Department Overview :
Corporate Risk enables all Wells Fargo businesses to identify and manage risk. The team focuses on several key risk areas, including credit risk, operational risk, market risk, reputation risk, and compliance risk.
The Technology & Information Security Risk Oversight (TISRM) team is an Independent Risk Management (IRM) function within the Corporate Risk Group.
TISRM is accountable for Operational risk oversight of the front lines : Wells Fargo Technology, and oversight across the enterprise for technology risk, information security risk, information management risk
Objectives include :
Overseeing front line Technology and Information Security risk management team adherence to the Wells Fargo Risk Management Framework
Develop and enhance independent risk management oversight function to provide an independent view of the risks within the technology and information security environment
Review and challenge adequacy and efficiency of the front line controls
Maintaining an independent view of the Company’s aggregate and material technology and information security risk
Identifying and providing appropriate operational risk coverage for the organizations in scope and their risk-taking activities
Enabling timely, informed and efficient operational risk identification, escalation, reporting, and decision-making
Conduct independent risk management reviews and identify control expectations with primary focus on technology and information security processes / applications.
Identify operational risk issues and assign risk ratings consistent with established policies and standards.
Evaluate the adequacy and effectiveness of applicable policies, procedures, processes, systems and internal controls.
Perform gap analysis on policy requirements for risk types aligned to various operational and technology processes.
Develop, implement, and support an effective control review and challenge process to provide transparency, accountability and escalation of control effectiveness.
Consult with frontline partners and other independent risk management teams to open issues related to control failures.
Validate / evaluate appropriateness, completeness, effectiveness and sustainability of corrective actions taken to address situations defined as issues.
Review for consistency and thoroughness, and suggest improvements for better resiliency.
Provide leadership and guidance to impacted stakeholders around control framework requirements aligned to technology and information security control implementation.
Required Qualifications :
15+ years of experience in risk assessment, independent risk management, control evaluation, risk reporting and issue management on various technology risks, inclusive of but not limited to, information security risk, information management risk.
Industry recognized certification such as CISM / CISA / CRISC / CISSP.
Good to have working knowledge of COBIT framework with an emphasis on measuring control effectiveness and risk assessments.
Desired Qualifications :
Advanced Microsoft Office skills.
Excellent verbal, written and interpersonal communication skills.
Ability to challenge for material areas of improvement and articulate risk impact
Strong analytical skills with high attention to detail and accuracy.
Ability to interact with all levels of an organization.
Ability to present complex material in a digestible, consumable manner to all levels of management.
Market Skills and Certifications
Other desirable skills experience
Broad knowledge of operational risks including technology and information security risk and the issues faced by financial institutions today.

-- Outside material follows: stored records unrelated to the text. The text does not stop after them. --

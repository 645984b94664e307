//! Multiscale landmark hierarchy.
//!
//! A [`Hierarchy`] is an ordered list of [`Scale`]s. Scale 0 is a sparse
//! row-stochastic transition matrix over every data point, built from
//! vectors, a graph or caller-supplied similarities. Each call to
//! [`Hierarchy::add_scale`] coarsens the current top scale:
//!
//! ```text
//! top scale ──► select landmarks ──► walks to landmarks ──► transition matrix
//!   (n)           (L ≪ n)              (n × L influence)       (L × L)
//! ```
//!
//! 1. **Landmarks** are picked by random walks on the top scale
//!    ([`LandmarkPolicy`]).
//! 2. **Areas of influence**: every top-scale vertex sends walks that stop
//!    at the first landmark they meet; the hit frequencies say how much each
//!    landmark "owns" the vertex.
//! 3. **Transition matrix**: landmarks that share influence over the same
//!    vertices are connected, weighted by the vertices' own weights
//!    ([`Aggregation`]).
//!
//! Queries ([`Hierarchy::influence_on_data_point`],
//! [`Hierarchy::interpolation_weights`], ...) chain areas of influence across
//! scales to relate data points and landmarks at any level.
//!
//! # Example
//!
//! ```rust,ignore
//! use hsne::{ExactKnn, Hierarchy, HsneParams};
//!
//! let mut h = Hierarchy::new(HsneParams::new().with_seed(7))?;
//! h.initialize_from_vectors(data.view(), &ExactKnn)?;
//! while h.top_scale().map_or(0, |s| s.len()) > 100 {
//!     h.add_scale()?;
//! }
//! println!("{}", h.validate());
//! ```

mod params;
mod query;
mod scale;
mod stats;
mod validate;

use std::sync::Arc;
use std::time::Instant;

use ndarray::ArrayView2;
use petgraph::graph::Graph;
use petgraph::EdgeType;
use rand::Rng;
use tracing::{debug, info, warn};

use crate::bootstrap::{self, NeighborSearch};
use crate::error::{Error, Result};
use crate::influence::{self, WalkBudget};
use crate::landmarks::{self, FixedRatio};
use crate::log::{NoopLog, Progress, ProgressLog};
use crate::pool::TaskPool;
use crate::sparse::{sparsity, AffinityRow, SortedRow};
use crate::transition;
use crate::walk::WalkTable;

pub use params::{Aggregation, HsneParams, LandmarkPolicy};
pub use scale::Scale;
pub use stats::Statistics;
pub use validate::{HealthCheck, HealthReport, Severity, ValidationIssue, ValidationReport};

pub(crate) use stats::timed;

/// Multiscale landmark hierarchy over rows of type `R`.
pub struct Hierarchy<R = SortedRow> {
    params: HsneParams,
    seed: u64,
    scales: Vec<Scale<R>>,
    statistics: Statistics,
    pool: TaskPool,
    log: Arc<dyn ProgressLog>,
}

impl<R> std::fmt::Debug for Hierarchy<R> {
    fn fmt(&self, f: &mut std::fmt::Formatter<'_>) -> std::fmt::Result {
        f.debug_struct("Hierarchy")
            .field("params", &self.params)
            .field("seed", &self.seed)
            .field("scales", &self.scales.len())
            .field("pool", &self.pool)
            .finish()
    }
}

impl<R: AffinityRow> Hierarchy<R> {
    /// Empty hierarchy; call one of the `initialize_*` methods next.
    pub fn new(params: HsneParams) -> Result<Self> {
        params.validate()?;
        let seed = params.seed.unwrap_or_else(|| rand::rng().random());
        let pool = TaskPool::new(params.num_threads)?;
        Ok(Self {
            params,
            seed,
            scales: Vec::new(),
            statistics: Statistics::default(),
            pool,
            log: Arc::new(NoopLog),
        })
    }

    /// Report progress and statistics to `log`.
    pub fn with_logger(mut self, log: Arc<dyn ProgressLog>) -> Self {
        self.log = log;
        self
    }

    /// Rebuild from already computed scales (used by persistence).
    pub(crate) fn from_scales(params: HsneParams, scales: Vec<Scale<R>>) -> Result<Self> {
        let mut h = Self::new(params)?;
        h.scales = scales;
        Ok(h)
    }

    /// Build scale 0 from row vectors through a neighbor search backend.
    pub fn initialize_from_vectors<S>(&mut self, data: ArrayView2<'_, f32>, search: &S) -> Result<()>
    where
        S: NeighborSearch + Sync + ?Sized,
    {
        let n = data.nrows();
        if n == 0 || data.ncols() == 0 {
            return Err(Error::EmptyInput);
        }
        let start = Instant::now();
        let mut stats = Statistics::default();
        let k = self.params.num_neighbors + 1;
        let (iters, tol) = (
            self.params.perplexity_max_iterations,
            self.params.perplexity_tolerance,
        );
        self.log.message("Initializing the first scale...");
        self.log.value("data points", n as f64);

        let rows = self.pool.install(|| -> Result<Vec<R>> {
            let nn = timed(&mut stats.init_knn, || search.search(data, k))?;
            if nn.len() != n {
                return Err(Error::DimensionMismatch {
                    expected: n,
                    found: nn.len(),
                });
            }
            let calibrated = timed(&mut stats.init_probabilities, || {
                bootstrap::calibrate(&nn, iters, tol)
            });
            let unconverged = calibrated.iter().filter(|c| !c.converged).count();
            if unconverged > 0 {
                warn!(unconverged, "perplexity search fell back to uniform rows");
            }
            timed(&mut stats.init_transition, || bootstrap::assemble(&calibrated))
        })?;

        self.install_first_scale(rows, stats, start);
        Ok(())
    }

    /// Build scale 0 from a weighted graph (see
    /// [`similarities_from_graph`](crate::bootstrap::similarities_from_graph)).
    pub fn initialize_from_graph<N, Ty: EdgeType>(&mut self, graph: &Graph<N, f32, Ty>) -> Result<()> {
        let start = Instant::now();
        let mut stats = Statistics::default();
        let rows = timed(&mut stats.init_transition, || {
            bootstrap::similarities_from_graph(graph)
        })?;
        self.install_first_scale(rows, stats, start);
        Ok(())
    }

    /// Use caller-supplied rows as the scale-0 transition matrix, as is.
    ///
    /// Keys must index rows and weights must be non-negative.
    pub fn initialize_from_similarities(&mut self, rows: Vec<R>) -> Result<()> {
        let start = Instant::now();
        let mut stats = Statistics::default();
        timed(&mut stats.init_transition, || {
            bootstrap::check_similarities(&rows)
        })?;
        self.install_first_scale(rows, stats, start);
        Ok(())
    }

    fn install_first_scale(&mut self, rows: Vec<R>, mut stats: Statistics, start: Instant) {
        let scale = Scale::first(rows);
        info!(points = scale.len(), "first scale ready");
        self.log
            .value("min memory (MB)", scale.min_memory_occupation());
        self.scales = vec![scale];
        stats.total = Some(start.elapsed());
        stats.log(self.log.as_ref());
        self.statistics = stats;
    }

    /// Coarsen the current top scale and append the result.
    pub fn add_scale(&mut self) -> Result<&Scale<R>> {
        let prev_idx = self
            .scales
            .len()
            .checked_sub(1)
            .ok_or_else(|| Error::precondition("add_scale on an uninitialized hierarchy"))?;
        let scale_idx = prev_idx + 1;
        let start = Instant::now();
        let mut stats = Statistics::default();

        let prev = &self.scales[prev_idx];
        let params = &self.params;
        let seed = self.seed;
        let log: &dyn ProgressLog = self.log.as_ref();
        log.message(&format!("Adding scale {scale_idx}..."));

        let scale = self.pool.install(|| -> Result<Scale<R>> {
            let table = WalkTable::from_rows(&prev.transition_matrix);

            let selection = match params.landmark_policy {
                LandmarkPolicy::Stationary {
                    num_walks,
                    landmark_threshold,
                    walk_length,
                } => timed(&mut stats.mcmc_sampling, || {
                    landmarks::select_stationary(
                        &table,
                        num_walks,
                        landmark_threshold,
                        walk_length,
                        seed,
                        scale_idx,
                    )
                })?,
                LandmarkPolicy::FixedRatio {
                    reduction_factor,
                    outlier_removal_jumps,
                    reject_covered,
                    covered_patience,
                    max_attempts_per_landmark,
                } => timed(&mut stats.landmark_selection, || {
                    landmarks::select_fixed_ratio(
                        &table,
                        FixedRatio {
                            reduction_factor,
                            outlier_removal_jumps,
                            reject_covered,
                            covered_patience,
                            max_attempts_per_landmark,
                        },
                        seed,
                        scale_idx,
                    )
                })?,
            };
            stats.landmark_selection_walks = Some(selection.walks);
            log.value("landmarks", selection.len() as f64);

            let budget = WalkBudget {
                walks_per_landmark: params.walks_per_landmark,
                max_jumps: params.aggregation.max_jumps(),
                seed,
                scale: scale_idx,
            };
            let progress = Progress::new(log, "area of influence", prev.len());
            let mut inf = timed(&mut stats.aoi, || match params.aggregation {
                Aggregation::InCore {
                    prune_walk_count, ..
                } => influence::in_core::<R>(
                    &table,
                    &selection,
                    &prev.landmark_weight,
                    budget,
                    prune_walk_count,
                    &progress,
                ),
                Aggregation::OutOfCore {
                    prune_fraction,
                    transition_threshold,
                    ..
                } => influence::out_of_core::<R>(
                    &table,
                    &selection,
                    &prev.landmark_weight,
                    budget,
                    prune_fraction,
                    transition_threshold,
                    &progress,
                ),
            })?;
            let num_landmarks = selection.len();
            stats.aoi_walks = Some(inf.walks);
            stats.aoi_failed_walks = Some(inf.failed_walks);
            stats.aoi_sparsity = Some(sparsity(inf.aoi_entries(), prev.len(), num_landmarks));

            let summary = timed(&mut stats.transition, || {
                transition::normalize_rows(
                    &mut inf.transition_matrix,
                    params.aggregation.effective_threshold(),
                    params.strict_normalization,
                )
            })?;
            stats.transition_sparsity = Some(sparsity(summary.entries, num_landmarks, num_landmarks));
            stats.transition_effective_sparsity = Some(sparsity(
                summary.effective_entries,
                num_landmarks,
                num_landmarks,
            ));
            stats.empty_transition_rows = Some(summary.empty_rows.len());

            let landmark_to_original_data_idx = selection
                .landmark_to_previous
                .iter()
                .map(|&p| prev.landmark_to_original_data_idx[p as usize])
                .collect();
            Ok(Scale {
                landmark_to_original_data_idx,
                landmark_to_previous_scale_idx: selection.landmark_to_previous,
                previous_scale_to_landmark_idx: selection.previous_to_landmark,
                landmark_weight: inf.landmark_weight,
                transition_matrix: inf.transition_matrix,
                area_of_influence: inf.area_of_influence,
            })
        })?;

        debug!(
            scale = scale_idx,
            landmarks = scale.len(),
            previous = self.scales[prev_idx].len(),
            "scale added"
        );
        self.log
            .value("min memory (MB)", scale.min_memory_occupation());
        stats.total = Some(start.elapsed());
        stats.log(self.log.as_ref());
        self.statistics = stats;
        self.scales.push(scale);
        Ok(&self.scales[scale_idx])
    }

    /// Parameters the hierarchy was built with.
    pub fn params(&self) -> &HsneParams {
        &self.params
    }

    /// Base seed actually used (drawn at construction if none was given).
    pub fn seed(&self) -> u64 {
        self.seed
    }

    /// Statistics of the last initialization or `add_scale`.
    pub fn statistics(&self) -> &Statistics {
        &self.statistics
    }

    /// All scales, finest first.
    pub fn scales(&self) -> &[Scale<R>] {
        &self.scales
    }

    /// Number of scales.
    pub fn num_scales(&self) -> usize {
        self.scales.len()
    }

    /// True once scale 0 exists.
    pub fn is_initialized(&self) -> bool {
        !self.scales.is_empty()
    }

    /// Scale `s`.
    pub fn scale(&self, s: usize) -> Result<&Scale<R>> {
        self.scales.get(s).ok_or(Error::IndexOutOfRange {
            what: "scale",
            index: s,
            len: self.scales.len(),
        })
    }

    /// Coarsest scale, if initialized.
    pub fn top_scale(&self) -> Option<&Scale<R>> {
        self.scales.last()
    }

    /// Number of data points (size of scale 0).
    pub fn num_data_points(&self) -> usize {
        self.scales.first().map_or(0, Scale::len)
    }

    pub(crate) fn pool(&self) -> &TaskPool {
        &self.pool
    }

    pub(crate) fn logger(&self) -> &dyn ProgressLog {
        self.log.as_ref()
    }
}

Strong knowledge on enterprise risks, i.e. front office and middle office processes / controls would be considered as an added advantage.
Proven experience with managing technology risk issues.
Experience developing risk metrics and trending reports.
Ability to synthesize data from a variety of sources and deliver results quickly.
Strong organization and detail-oriented skills, with proven ability to manage and prioritize work to meet deadlines despite frequent interruptions.
Highly proactive, able to work both independently and within a collaborative team oriented environment using sound judgment in decision-making.
Demonstrated ability to work effectively with virtual and / or geographically dispersed teams.